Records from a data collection
■ ■ ■ ■ ■

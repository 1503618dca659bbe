//! Inference settings: the `[profile]` and `[roles]` config sections.
//!
//! Column-scoped settings are keyed either by `table.column` or by a bare
//! `column` that applies to every table; the qualified key wins.

use std::collections::BTreeMap;

use serde::{Deserialize, Serialize};

use insight_core::value::DEFAULT_DATETIME_FORMATS;
use insight_core::{ColumnRole, ColumnType};

/// Column profiler settings.
#[derive(Debug, Clone, Serialize, Deserialize, PartialEq)]
#[serde(default)]
pub struct ProfileConfig {
    /// Distinct ratio below which a column is categorical.
    pub categorical_threshold: f64,
    /// Number of distinct sample values kept per column.
    pub sample_size: usize,
    /// `chrono` formats accepted for datetime detection. RFC 3339 is always
    /// accepted.
    pub datetime_formats: Vec<String>,
    /// Types that override inference.
    pub declared_types: BTreeMap<String, ColumnType>,
}

impl Default for ProfileConfig {
    fn default() -> Self {
        Self {
            categorical_threshold: 0.05,
            sample_size: 5,
            datetime_formats: DEFAULT_DATETIME_FORMATS
                .iter()
                .map(|f| f.to_string())
                .collect(),
            declared_types: BTreeMap::new(),
        }
    }
}

impl ProfileConfig {
    pub fn declared_type(&self, table: &str, column: &str) -> Option<ColumnType> {
        scoped(&self.declared_types, table, column).copied()
    }
}

/// Role classifier settings.
#[derive(Debug, Clone, Serialize, Deserialize, PartialEq)]
#[serde(default)]
pub struct RoleConfig {
    /// Minimum distinct ratio for an identifier candidate.
    pub identifier_tolerance: f64,
    /// Columns that are always `ignored`.
    pub ignored_columns: Vec<String>,
    /// Roles that override classification.
    pub declared_roles: BTreeMap<String, ColumnRole>,
    /// Also match identifier-named columns to other tables by shared values.
    pub value_overlap: bool,
    /// Share of a column's distinct values that must appear among another
    /// table's identifier values for a value-overlap reference.
    pub min_value_overlap: f64,
    pub naming: NamingPolicy,
}

impl Default for RoleConfig {
    fn default() -> Self {
        Self {
            identifier_tolerance: 0.98,
            ignored_columns: Vec::new(),
            declared_roles: BTreeMap::new(),
            value_overlap: false,
            min_value_overlap: 0.5,
            naming: NamingPolicy::default(),
        }
    }
}

impl RoleConfig {
    pub fn is_ignored(&self, table: &str, column: &str) -> bool {
        let qualified = format!("{table}.{column}");
        self.ignored_columns
            .iter()
            .any(|c| *c == qualified || c == column)
    }

    pub fn declared_role(&self, table: &str, column: &str) -> Option<ColumnRole> {
        scoped(&self.declared_roles, table, column).copied()
    }
}

/// How column and table names are matched against each other.
#[derive(Debug, Clone, Serialize, Deserialize, PartialEq)]
#[serde(default)]
pub struct NamingPolicy {
    pub case_sensitive: bool,
    /// Characters that split a name into tokens.
    pub separators: String,
    /// Tokens marking an identifier when they start or end a column name.
    pub identifier_tokens: Vec<String>,
    /// Treat `customers` and `customer` as the same name.
    pub singularize: bool,
    /// Accept qualified references such as `billing_customer_id`.
    pub qualified_prefixes: bool,
    /// Name relationships after keywords in the key column, using
    /// `relationship_verbs`, instead of always `<Source>_TO_<Target>`.
    pub semantic_relationships: bool,
    /// Column name token to relationship verb.
    pub relationship_verbs: BTreeMap<String, String>,
}

impl Default for NamingPolicy {
    fn default() -> Self {
        Self {
            case_sensitive: false,
            separators: "_- .".to_string(),
            identifier_tokens: vec!["id".to_string(), "key".to_string(), "code".to_string()],
            singularize: true,
            qualified_prefixes: true,
            semantic_relationships: false,
            relationship_verbs: [
                ("creator", "CREATED"),
                ("employee", "WORKS_FOR"),
                ("location", "LOCATED_IN"),
                ("owner", "BELONGS_TO"),
                ("part", "PART_OF"),
            ]
            .into_iter()
            .map(|(token, verb)| (token.to_string(), verb.to_string()))
            .collect(),
        }
    }
}

fn scoped<'a, T>(map: &'a BTreeMap<String, T>, table: &str, column: &str) -> Option<&'a T> {
    map.get(&format!("{table}.{column}"))
        .or_else(|| map.get(column))
}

■ ■ ■ ■ ■

**Task brief**
Transcribe the data above completely and exactly.

**Task output**
repository 1503618dca659bbe
//! Inference settings: the `[profile]` and `[roles]` config sections.
//!
//! Column-scoped settings are keyed either by `table.column` or by a bare
//! `column` that applies to every table; the qualified key wins.

use std::collections::BTreeMap;

use serde::{Deserialize, Serialize};

use insight_core::value::DEFAULT_DATETIME_FORMATS;
use insight_core::{ColumnRole, ColumnType};

/// Column profiler settings.
#[derive(Debug, Clone, Serialize, Deserialize, PartialEq)]
#[serde(default)]
pub struct ProfileConfig {
    /// Distinct ratio below which a column is categorical.
    pub categorical_threshold: f64,
    /// Number of distinct sample values kept per column.
    pub sample_size: usize,
    /// `chrono` formats accepted for datetime detection. RFC 3339 is always
    /// accepted.
    pub datetime_formats: Vec<String>,
    /// Types that override inference.
    pub declared_types: BTreeMap<String, ColumnType>,
}

impl Default for ProfileConfig {
    fn default() -> Self {
        Self {
            categorical_threshold: 0.05,
            sample_size: 5,
            datetime_formats: DEFAULT_DATETIME_FORMATS
                .iter()
                .map(|f| f.to_string())
                .collect(),
            declared_types: BTreeMap::new(),
        }
    }
}

impl ProfileConfig {
    pub fn declared_type(&self, table: &str, column: &str) -> Option<ColumnType> {
        scoped(&self.declared_types, table, column).copied()
    }
}

/// Role classifier settings.
#[derive(Debug, Clone, Serialize, Deserialize, PartialEq)]
#[serde(default)]
pub struct RoleConfig {
    /// Minimum distinct ratio for an identifier candidate.
    pub identifier_tolerance: f64,
    /// Columns that are always `ignored`.
    pub ignored_columns: Vec<String>,
    /// Roles that override classification.
    pub declared_roles: BTreeMap<String, ColumnRole>,
    /// Also match identifier-named columns to other tables by shared values.
    pub value_overlap: bool,
    /// Share of a column's distinct values that must appear among another
    /// table's identifier values for a value-overlap reference.
    pub min_value_overlap: f64,
    pub naming: NamingPolicy,
}

impl Default for RoleConfig {
    fn default() -> Self {
        Self {
            identifier_tolerance: 0.98,
            ignored_columns: Vec::new(),
            declared_roles: BTreeMap::new(),
            value_overlap: false,
            min_value_overlap: 0.5,
            naming: NamingPolicy::default(),
        }
    }
}

impl RoleConfig {
    pub fn is_ignored(&self, table: &str, column: &str) -> bool {
        let qualified = format!("{table}.{column}");
        self.ignored_columns
            .iter()
            .any(|c| *c == qualified || c == column)
    }

    pub fn declared_role(&self, table: &str, column: &str) -> Option<ColumnRole> {
        scoped(&self.declared_roles, table, column).copied()
    }
}

/// How column and table names are matched against each other.
#[derive(Debug, Clone, Serialize, Deserialize, PartialEq)]
#[serde(default)]
pub struct NamingPolicy {
    pub case_sensitive: bool,
    /// Characters that split a name into tokens.
    pub separators: String,
    /// Tokens marking an identifier when they start or end a column name.
    pub identifier_tokens: Vec<String>,
    /// Treat `customers` and `customer` as the same name.
    pub singularize: bool,
    /// Accept qualified references such as `billing_customer_id`.
    pub qualified_prefixes: bool,
    /// Name relationships after keywords in the key column, using
    /// `relationship_verbs`, instead of always `<Source>_TO_<Target>`.
    pub semantic_relationships: bool,
    /// Column name token to relationship verb.
    pub relationship_verbs: BTreeMap<String, String>,
}

impl Default for NamingPolicy {
    fn default() -> Self {
        Self {
            case_sensitive: false,
            separators: "_- .".to_string(),
            identifier_tokens: vec!["id".to_string(), "key".to_string(), "code".to_string()],
            singularize: true,
            qualified_prefixes: true,
            semantic_relationships: false,
            relationship_verbs: [
                ("creator", "CREATED"),
                ("employee", "WORKS_FOR"),
                ("location", "LOCATED_IN"),
                ("owner", "BELONGS_TO"),
                ("part", "PART_OF"),
            ]
            .into_iter()
            .map(|(token, verb)| (token.to_string(), verb.to_string()))
            .collect(),
        }
    }
}

fn scoped<'a, T>(map: &'a BTreeMap<String, T>, table: &str, column: &str) -> Option<&'a T> {
    map.get(&format!("{table}.{column}"))
        .or_else(|| map.get(column))
}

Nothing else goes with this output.